En Cómo morimos, este cirujano y profesor de Yale pasa revista a las causas más comunes de muerte no accidental y los pasos que llevan al desenlace final. Les adelanto que no es una lectura agradable, no se deja nada en el tintero. ¿Por qué tanto encarnizamiento?, dirán. La intención de Nuland era desmitificar la muerte, haciendo que el proceso resultase más familiar, de manera que los moribundos pudieran tomar las decisiones que afectasen a su tratamiento con un mayor conocimiento de causa y con expectativas razonables. "La enfermedad final que la naturaleza nos inflija determinará las circunstancias en que habremos de decir adiós a la vida, pero, en la medida de lo posible, nuestras propias elecciones deberían ser el factor decisivo en el modo en que esto se produzca." Nuland no sólo es implacable con el lector; también lo es con la clase médica (y con él mismo), a la que reprocha su empeño en ver a la muerte como un enemigo a vencer a toda costa, por encima del propio paciente, a quien atormentan con tratamientos finalmente inútiles. El libro ganó el National Book Award y propició un amplio debate sobre cuáles debían ser límites de las terapias aplicadas a pacientes terminales, en el marco de las corrientes emergentes en torno a la "muerte digna".

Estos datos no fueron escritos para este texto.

//! Local sentence embeddings through ONNX Runtime.

use std::path::Path;
use std::sync::{Arc, Mutex};

use async_trait::async_trait;
use ndarray::{ArrayViewD, Axis, Ix3};
use ort::session::{Session, builder::GraphOptimizationLevel};
use ort::value::Tensor;
use tokenizers::{
    Encoding, PaddingParams, PaddingStrategy, Tokenizer, TruncationParams, TruncationStrategy,
};

use super::EmbeddingProvider;
use crate::error::{EmbeddingError, ModelError};
use crate::models::{EmbeddingConfig, Pooling};

struct Inner {
    session: Mutex<Session>,
    tokenizer: Tokenizer,
    dimension: usize,
    pooling: Pooling,
    uses_token_type_ids: bool,
}

/// Sentence-transformer style model (`model.onnx` + `tokenizer.json`).
///
/// Inference is synchronous, so calls are moved onto the blocking pool.
#[derive(Clone)]
pub struct OnnxEmbedder {
    inner: Arc<Inner>,
    model_id: String,
}

impl OnnxEmbedder {
    pub fn load(config: &EmbeddingConfig, model_dir: &Path) -> Result<Self, ModelError> {
        let model_path = model_dir.join("model.onnx");
        let tokenizer_path = model_dir.join("tokenizer.json");

        if !model_path.exists() {
            return Err(ModelError::NotFound(model_path.display().to_string()));
        }

        let session = Session::builder()
            .map_err(|e: ort::Error| ModelError::LoadError(e.to_string()))?
            .with_optimization_level(GraphOptimizationLevel::Level3)
            .map_err(|e: ort::Error| ModelError::LoadError(e.to_string()))?
            .with_intra_threads(num_cpus())
            .map_err(|e: ort::Error| ModelError::LoadError(e.to_string()))?
            .commit_from_file(&model_path)
            .map_err(|e: ort::Error| ModelError::LoadError(e.to_string()))?;

        let uses_token_type_ids = session.inputs.iter().any(|i| i.name == "token_type_ids");

        let mut tokenizer = Tokenizer::from_file(&tokenizer_path)
            .map_err(|e| ModelError::TokenizerError(e.to_string()))?;

        tokenizer
            .with_truncation(Some(TruncationParams {
                max_length: config.max_tokens as usize,
                strategy: TruncationStrategy::LongestFirst,
                ..Default::default()
            }))
            .map_err(|e| ModelError::TokenizerError(e.to_string()))?;

        tokenizer.with_padding(Some(PaddingParams {
            strategy: PaddingStrategy::BatchLongest,
            ..Default::default()
        }));

        Ok(Self {
            inner: Arc::new(Inner {
                session: Mutex::new(session),
                tokenizer,
                dimension: config.dimension as usize,
                pooling: config.pooling,
                uses_token_type_ids,
            }),
            model_id: config.model_id.clone(),
        })
    }

    async fn run(&self, texts: Vec<String>) -> Result<Vec<Vec<f32>>, EmbeddingError> {
        let inner = Arc::clone(&self.inner);
        tokio::task::spawn_blocking(move || inner.embed(texts))
            .await
            .map_err(|e| ModelError::InferenceError(format!("inference task failed: {e}")))?
            .map_err(EmbeddingError::from)
    }
}

impl Inner {
    fn embed(&self, texts: Vec<String>) -> Result<Vec<Vec<f32>>, ModelError> {
        if texts.is_empty() {
            return Ok(Vec::new());
        }

        let encodings = self
            .tokenizer
            .encode_batch(texts, true)
            .map_err(|e| ModelError::TokenizerError(e.to_string()))?;

        let batch_size = encodings.len();
        let seq_len = encodings
            .iter()
            .map(|e| e.get_ids().len())
            .max()
            .unwrap_or(0);

        let input_ids = flatten(&encodings, seq_len, Encoding::get_ids);
        let attention_mask = flatten(&encodings, seq_len, Encoding::get_attention_mask);
        let token_type_ids = flatten(&encodings, seq_len, Encoding::get_type_ids);

        let tensor = |data: Vec<i64>| {
            Tensor::from_array(([batch_size, seq_len], data))
                .map_err(|e: ort::Error| ModelError::InferenceError(e.to_string()))
        };
        let ids_tensor = tensor(input_ids)?;
        let mask_tensor = tensor(attention_mask.clone())?;

        let mut session = self
            .session
            .lock()
            .map_err(|_| ModelError::InferenceError("session lock poisoned".to_string()))?;

        let outputs = if self.uses_token_type_ids {
            let types_tensor = tensor(token_type_ids)?;
            session.run(ort::inputs![
                "input_ids" => ids_tensor,
                "attention_mask" => mask_tensor,
                "token_type_ids" => types_tensor
            ])
        } else {
            session.run(ort::inputs![
                "input_ids" => ids_tensor,
                "attention_mask" => mask_tensor
            ])
        }
        .map_err(|e: ort::Error| ModelError::InferenceError(e.to_string()))?;

        let output = outputs[0]
            .try_extract_array::<f32>()
            .map_err(|e: ort::Error| ModelError::InferenceError(e.to_string()))?;

        let pooled = pool(output, &attention_mask, seq_len, self.pooling)?;

        match pooled.iter().find(|v| v.len() != self.dimension) {
            Some(v) => Err(ModelError::InferenceError(format!(
                "model produced {}-dimensional output, configured dimension is {}",
                v.len(),
                self.dimension
            ))),
            None => Ok(pooled.iter().map(|v| normalize(v)).collect()),
        }
    }
}

#[async_trait]
impl EmbeddingProvider for OnnxEmbedder {
    fn model_id(&self) -> &str {
        &self.model_id
    }

    fn dimension(&self) -> usize {
        self.inner.dimension
    }

    async fn embed_query(&self, text: &str) -> Result<Vec<f32>, EmbeddingError> {
        self.run(vec![text.to_string()])
            .await?
            .into_iter()
            .next()
            .ok_or_else(|| EmbeddingError::InvalidResponse("empty embedding output".to_string()))
    }

    async fn embed_documents(&self, texts: Vec<String>) -> Result<Vec<Vec<f32>>, EmbeddingError> {
        self.run(texts).await
    }
}

fn flatten(encodings: &[Encoding], seq_len: usize, field: fn(&Encoding) -> &[u32]) -> Vec<i64> {
    let mut out = vec![0i64; encodings.len() * seq_len];
    for (i, encoding) in encodings.iter().enumerate() {
        for (j, &value) in field(encoding).iter().enumerate() {
            out[i * seq_len + j] = i64::from(value);
        }
    }
    out
}

/// Reduce `[batch, seq, dim]` token states to one vector per input.
/// A 2-D output is taken as already pooled.
fn pool(
    output: ArrayViewD<'_, f32>,
    attention_mask: &[i64],
    seq_len: usize,
    pooling: Pooling,
) -> Result<Vec<Vec<f32>>, ModelError> {
    match output.ndim() {
        2 => Ok(output
            .axis_iter(Axis(0))
            .map(|row| row.iter().copied().collect())
            .collect()),
        3 => {
            let states = output
                .into_dimensionality::<Ix3>()
                .map_err(|e| ModelError::InferenceError(e.to_string()))?;

            let pooled = states
                .axis_iter(Axis(0))
                .enumerate()
                .map(|(i, tokens)| {
                    let mask = &attention_mask[i * seq_len..(i + 1) * seq_len];
                    match pooling {
                        Pooling::Mean => {
                            let dim = tokens.shape()[1];
                            let mut sum = vec![0.0f32; dim];
                            let mut count = 0.0f32;
                            for (token, _) in tokens
                                .axis_iter(Axis(0))
                                .zip(mask)
                                .filter(|(_, m)| **m == 1)
                            {
                                for (acc, v) in sum.iter_mut().zip(token.iter()) {
                                    *acc += v;
                                }
                                count += 1.0;
                            }
                            sum.iter().map(|v| v / count.max(1.0)).collect()
                        }
                        Pooling::LastToken => {
                            let last = mask.iter().rposition(|m| *m == 1).unwrap_or(0);
                            tokens.index_axis(Axis(0), last).iter().copied().collect()
                        }
                    }
                })
                .collect();
            Ok(pooled)
        }
        n => Err(ModelError::InferenceError(format!(
            "unexpected output rank: {n}"
        ))),
    }
}

fn normalize(v: &[f32]) -> Vec<f32> {
    let norm: f32 = v.iter().map(|x| x * x).sum::<f32>().sqrt();
    if norm > 0.0 {
        v.iter().map(|x| x / norm).collect()
    } else {
        v.to_vec()
    }
}

fn num_cpus() -> usize {
    std::thread::available_parallelism()
        .map(|n| n.get())
        .unwrap_or(4)
}

#[cfg(test)]
mod tests {
    use super::*;
    use ndarray::Array3;

    fn states() -> Array3<f32> {
        // batch 1, 3 tokens, dim 2; the last token is padding
        Array3::from_shape_vec((1, 3, 2), vec![1.0, 2.0, 3.0, 4.0, 100.0, 100.0]).unwrap()
    }

    #[test]
    fn test_mean_pooling_ignores_padding() {
        let out = pool(states().into_dyn().view(), &[1, 1, 0], 3, Pooling::Mean).unwrap();
        assert_eq!(out, vec![vec![2.0, 3.0]]);
    }

    #[test]
    fn test_last_token_pooling_uses_last_unmasked() {
        let out = pool(states().into_dyn().view(), &[1, 1, 0], 3, Pooling::LastToken).unwrap();
        assert_eq!(out, vec![vec![3.0, 4.0]]);
    }

    #[test]
    fn test_two_dimensional_output_passes_through() {
        let arr = ndarray::Array2::from_shape_vec((2, 2), vec![1.0, 0.0, 0.0, 1.0]).unwrap();
        let out = pool(arr.into_dyn().view(), &[1, 1], 1, Pooling::Mean).unwrap();
        assert_eq!(out, vec![vec![1.0, 0.0], vec![0.0, 1.0]]);
    }

    #[test]
    fn test_normalize() {
        let v = normalize(&[3.0, 4.0]);
        assert!((v[0] - 0.6).abs() < 1e-6);
        assert!((v[1] - 0.8).abs() < 1e-6);
        assert_eq!(normalize(&[0.0, 0.0]), vec![0.0, 0.0]);
    }

    #[test]
    fn test_load_missing_model() {
        let dir = tempfile::tempdir().unwrap();
        let result = OnnxEmbedder::load(&EmbeddingConfig::default(), dir.path());
        assert!(matches!(result, Err(ModelError::NotFound(_))));
    }
}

Por mi parte, creo que salí fortalecida de esta lectura. Desde entonces, por desgracia, he tenido que vivir algún otro episodio de enfermedades terminales. No puedo decir que hayan resultados menos devastadores emocionalmente. El dolor del que ve morir a un ser querido es siempre el mismo, no importa cuán preparado esté uno. Pero, de algún modo, con el bagaje adquirido gracias a Nuland, tuve la sensación de que era capaz de mirar a la cara a la muerte, en vez de esconder la cabeza debajo del ala. Conocer aquello a lo que te enfrentas no hace que el combate sea menos duro, pero sí que estés preparado para librarlo,
Nuland confesaba en esta obra que, al igual que la mayoría de sus lectores, su ambición era morir sin sufrimiento, "rodeado de las personas y las cosas que amo". Espero sinceramente que su deseo se haya hecho realidad.